Pressure-inactivated yellow fever 17DD virus: implications for vaccine development.

The successful Yellow Fever (YF) vaccine consists of the live attenuated 17D-204 or 17DD viruses. Despite its excellent record of efficacy and safety, serious adverse events have been recorded and influenced extensive vaccination in endemic areas. Therefore, alternative strategies should be considered, which may include inactivated whole virus. High hydrostatic pressure has been described as a method for viral inactivation and vaccine development. The present study evaluated whether high hydrostatic pressure would inactivate the YF 17DD virus. YF 17DD virus was grown in Vero cells in roller bottle cultures and subjected to 310MPa for 3h at 4 degrees C. This treatment abolished YF infectivity and eliminated the ability of the virus to cause disease in mice. Pressure-inactivated virus elicited low level of neutralizing antibody titers although exhibited complete protection against an otherwise lethal challenge with 17DD virus in the murine model. The data warrant further development of pressure-inactivated vaccine against YF.

VP4 protein from human rhinovirus 14 is released by pressure and locked in the capsid by the antiviral compound WIN.

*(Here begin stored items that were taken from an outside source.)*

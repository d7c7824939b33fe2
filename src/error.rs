//! Error types for building, validating and rendering templates

use std::fmt;

use ariadne::{Color, Label, Report, ReportKind, Source};
use thiserror::Error;

/// Byte range in a substitution string
pub type Span = std::ops::Range<usize>;

/// The namespace an entry lives in, used in error messages
#[derive(Debug, Clone, Copy, PartialEq, Eq)]
pub enum EntryKind {
    Resource,
    Output,
    Parameter,
}

impl fmt::Display for EntryKind {
    fn fmt(&self, f: &mut fmt::Formatter<'_>) -> fmt::Result {
        match self {
            EntryKind::Resource => write!(f, "resource"),
            EntryKind::Output => write!(f, "output"),
            EntryKind::Parameter => write!(f, "parameter"),
        }
    }
}

/// Errors that can occur while assembling or rendering a template
#[derive(Debug, Error)]
pub enum TemplateError {
    /// A name is already taken in its namespace
    #[error("duplicate {kind} name '{name}'")]
    DuplicateName { kind: EntryKind, name: String },

    /// A logical name is empty, too long, or not alphanumeric
    #[error("invalid {kind} name '{name}': logical names must be 1-255 alphanumeric characters")]
    InvalidName { kind: EntryKind, name: String },

    /// A property value does not have the minimal expected shape
    #[error("malformed property '{path}' in {location}: {reason}")]
    MalformedProperty {
        location: String,
        path: String,
        reason: String,
    },

    /// A `Fn::Sub` string could not be parsed
    #[error(transparent)]
    Substitution(#[from] SubstitutionError),

    /// A reference points at a name that is not declared
    #[error("unresolved reference to '{target}' in {location}{}", format_suggestions(.suggestions))]
    UnresolvedReference {
        location: String,
        target: String,
        suggestions: Vec<String>,
    },

    /// Resources depend on each other in a loop
    #[error("circular dependency: {}", .cycle.join(" -> "))]
    CircularDependency { cycle: Vec<String> },

    #[error("JSON serialization error: {0}")]
    Json(#[from] serde_json::Error),

    #[error("YAML serialization error: {0}")]
    Yaml(#[from] serde_yaml::Error),
}

impl TemplateError {
    /// Create an unresolved reference error
    pub fn unresolved(
        location: impl Into<String>,
        target: impl Into<String>,
        suggestions: Vec<String>,
    ) -> Self {
        Self::UnresolvedReference {
            location: location.into(),
            target: target.into(),
            suggestions,
        }
    }

    /// Create a malformed property error
    pub fn malformed(
        location: impl Into<String>,
        path: impl Into<String>,
        reason: impl Into<String>,
    ) -> Self {
        Self::MalformedProperty {
            location: location.into(),
            path: path.into(),
            reason: reason.into(),
        }
    }

    /// Get suggestions if available
    pub fn suggestions(&self) -> Option<&[String]> {
        match self {
            Self::UnresolvedReference { suggestions, .. } => Some(suggestions),
            _ => None,
        }
    }
}

fn format_suggestions(suggestions: &[String]) -> String {
    if suggestions.is_empty() {
        String::new()
    } else {
        format!(" (did you mean {}?)", suggestions.join(", "))
    }
}

/// A malformed `Fn::Sub` template string
#[derive(Debug, Clone, Error, PartialEq)]
#[error("invalid substitution at {span:?} in \"{template}\": {message}")]
pub struct SubstitutionError {
    pub template: String,
    pub span: Span,
    pub message: String,
}

impl SubstitutionError {
    pub fn new(template: impl Into<String>, span: Span, message: impl Into<String>) -> Self {
        Self {
            template: template.into(),
            span,
            message: message.into(),
        }
    }

    /// Format the error with the substitution string as source context
    pub fn format(&self, filename: &str) -> String {
        let mut buf = Vec::new();
        let written = Report::build(ReportKind::Error, filename, self.span.start)
            .with_message(&self.message)
            .with_label(
                Label::new((filename, self.span.clone()))
                    .with_message(&self.message)
                    .with_color(Color::Red),
            )
            .finish()
            .write((filename, Source::from(self.template.as_str())), &mut buf);

        match written {
            Ok(()) => String::from_utf8(buf).unwrap_or_else(|_| self.to_string()),
            Err(_) => self.to_string(),
        }
    }
}

pub type Result<T> = std::result::Result<T, TemplateError>;
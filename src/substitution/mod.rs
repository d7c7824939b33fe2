//! Parsing of `Fn::Sub` template strings
//!
//! A substitution string interpolates `${Name}` (a reference), `${Name.Attribute}`
//! (an attribute of a resource) and `${!Name}` (the literal text `${Name}`).
//! The resolver uses the variables found here as implicit references.

pub mod lexer;

use crate::error::{Span, SubstitutionError};

use self::lexer::{lex, Token};

/// One piece of a parsed substitution string
#[derive(Debug, Clone, PartialEq)]
pub enum Segment {
    /// Plain text, copied as-is
    Text(String),
    /// An escaped `${!...}` sequence, rendered literally
    Literal(String),
    /// A `${...}` placeholder
    Variable(Variable),
}

/// A `${...}` placeholder in a substitution string
#[derive(Debug, Clone, PartialEq)]
pub struct Variable {
    /// Logical name, parameter, pseudo parameter or local variable
    pub name: String,
    /// Attribute for `${Name.Attribute}` placeholders
    pub attribute: Option<String>,
    pub span: Span,
}

impl Variable {
    fn from_body(body: &str, span: Span, template: &str) -> Result<Self, SubstitutionError> {
        if let Some(bad) = body
            .chars()
            .find(|c| !(c.is_ascii_alphanumeric() || matches!(c, ':' | '.' | '_')))
        {
            return Err(SubstitutionError::new(
                template,
                span,
                format!("invalid character '{}' in variable '{}'", bad, body),
            ));
        }

        match body.split_once('.') {
            Some((name, attribute)) if !name.is_empty() && !attribute.is_empty() => Ok(Self {
                name: name.to_string(),
                attribute: Some(attribute.to_string()),
                span,
            }),
            Some(_) => Err(SubstitutionError::new(
                template,
                span,
                format!("malformed attribute variable '{}'", body),
            )),
            None => Ok(Self {
                name: body.to_string(),
                attribute: None,
                span,
            }),
        }
    }
}

/// Parse a substitution string into segments
pub fn parse(template: &str) -> Result<Vec<Segment>, SubstitutionError> {
    let mut segments: Vec<Segment> = Vec::new();

    for (token, span) in lex(template) {
        let token = token.map_err(|_| {
            SubstitutionError::new(template, span.clone(), "unexpected character")
        })?;

        match token {
            Token::Text(text) => push_text(&mut segments, &text),
            Token::Dollar => push_text(&mut segments, "$"),
            Token::Literal(name) => segments.push(Segment::Literal(name)),
            Token::Variable(body) => {
                segments.push(Segment::Variable(Variable::from_body(&body, span, template)?))
            }
            Token::Empty => {
                return Err(SubstitutionError::new(template, span, "empty variable"));
            }
            Token::Unterminated => {
                return Err(SubstitutionError::new(
                    template,
                    span,
                    "unterminated variable, expected '}'",
                ));
            }
        }
    }

    Ok(segments)
}

/// Collect the variables of a substitution string in order of appearance
pub fn variables(template: &str) -> Result<Vec<Variable>, SubstitutionError> {
    Ok(parse(template)?
        .into_iter()
        .filter_map(|segment| match segment {
            Segment::Variable(var) => Some(var),
            _ => None,
        })
        .collect())
}

fn push_text(segments: &mut Vec<Segment>, text: &str) {
    if let Some(Segment::Text(last)) = segments.last_mut() {
        last.push_str(text);
    } else {
        segments.push(Segment::Text(text.to_string()));
    }
}

#[cfg(test)]
mod tests {
    use super::*;

    #[test]
    fn test_parse_without_variables() {
        let segments = parse("us-east-1a").unwrap();
        assert_eq!(segments, vec![Segment::Text("us-east-1a".to_string())]);
    }

    #[test]
    fn test_parse_reference_and_attribute() {
        let vars = variables("${AWS::Region}-${Instance.PublicIp}").unwrap();
        assert_eq!(vars.len(), 2);
        assert_eq!(vars[0].name, "AWS::Region");
        assert_eq!(vars[0].attribute, None);
        assert_eq!(vars[1].name, "Instance");
        assert_eq!(vars[1].attribute.as_deref(), Some("PublicIp"));
        assert_eq!(vars[1].span, 15..35);
    }

    #[test]
    fn test_attribute_split_at_first_dot() {
        let vars = variables("${Db.Endpoint.Address}").unwrap();
        assert_eq!(vars[0].name, "Db");
        assert_eq!(vars[0].attribute.as_deref(), Some("Endpoint.Address"));
    }

    #[test]
    fn test_literal_is_not_a_variable() {
        let vars = variables("${!NotARef} and ${Real}").unwrap();
        assert_eq!(vars.len(), 1);
        assert_eq!(vars[0].name, "Real");
    }

    #[test]
    fn test_lone_dollar_merges_into_text() {
        let segments = parse("cost $5").unwrap();
        assert_eq!(segments, vec![Segment::Text("cost $5".to_string())]);
    }

    #[test]
    fn test_unterminated_error() {
        let err = parse("arn:${Bucket").unwrap_err();
        assert_eq!(err.span, 4..12);
        assert!(err.message.contains("unterminated"));
    }

    #[test]
    fn test_empty_variable_error() {
        let err = parse("a${}b").unwrap_err();
        assert_eq!(err.span, 1..4);
    }

    #[test]
    fn test_invalid_character_error() {
        let err = parse("${Bad Name}").unwrap_err();
        assert!(err.message.contains("invalid character ' '"));
    }

    #[test]
    fn test_malformed_attribute_error() {
        assert!(parse("${Res.}").is_err());
        assert!(parse("${.Attr}").is_err());
    }
}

Rhinoviruses are the major causative agents of the common cold in humans. Here, we studied the stability of human rhinovirus type 14 (HRV14) under conditions of high hydrostatic pressure, low temperature, and urea in the absence and presence of an antiviral drug. Capsid dissociation and changes in the protein conformation were monitored by fluorescence spectroscopy, light scattering, circular dichroism, gel filtration chromatography, mass spectrometry and infectivity assays. The data show that high pressure induces the dissociation of HRV14 and that this process is inhibited by WIN 52084. MALDI-TOF mass spectrometry experiments demonstrate that VP4, the most internal viral protein, is released from the capsid by pressure treatment. This release of VP4 is concomitant with loss of infectivity. Our studies also show that at least one antiviral effect of the WIN drugs involves the locking of VP4 inside the capsid by blocking the dynamics associated with cell attachment.